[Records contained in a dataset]
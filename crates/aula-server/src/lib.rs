//! Academic records API server library logic.

pub mod api;
pub mod config;

use aula_db::DbPool;
use axum::{
    extract::DefaultBodyLimit,
    routing::{get, post},
    Extension, Json, Router,
};
use serde_json::{json, Value};
use std::sync::Arc;
use tower_http::cors::{Any, CorsLayer};

/// Application state shared across all request handlers.
///
/// The API layer holds no per-request state beyond this: the only
/// persistent state in the system is the SQLite database itself.
#[derive(Clone)]
pub struct AppState {
    /// Database connection pool.
    pub pool: DbPool,
}

/// Maximum request body size (64 KiB). A user record is tiny; anything
/// larger is a malformed or hostile request.
const MAX_REQUEST_BODY_BYTES: usize = 64 * 1024;

/// Health check handler.
async fn health() -> Json<Value> {
    Json(json!({
        "status": "ok",
        "version": env!("CARGO_PKG_VERSION")
    }))
}

/// Builds the application router with all routes.
pub fn app(state: AppState) -> Router {
    Router::new()
        .route("/", get(api::root_handler))
        .route("/health", get(health))
        .route("/usuarios/", post(api::create_user_handler))
        .route("/reportes/secciones", get(api::section_report_handler))
        .route(
            "/reportes/conteo-estudiantes-docente",
            get(api::teacher_count_report_handler),
        )
        .route(
            "/reportes/objetivos-estudiantes",
            get(api::student_objectives_handler),
        )
        .layer(DefaultBodyLimit::max(MAX_REQUEST_BODY_BYTES))
        .layer(
            CorsLayer::new()
                .allow_origin(Any)
                .allow_methods(Any)
                .allow_headers(Any),
        )
        .layer(Extension(Arc::new(state)))
}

Work to complete: In the entries above, how many lines contain the word "CorsLayer"? Provide the number alone.

Exercise response: 2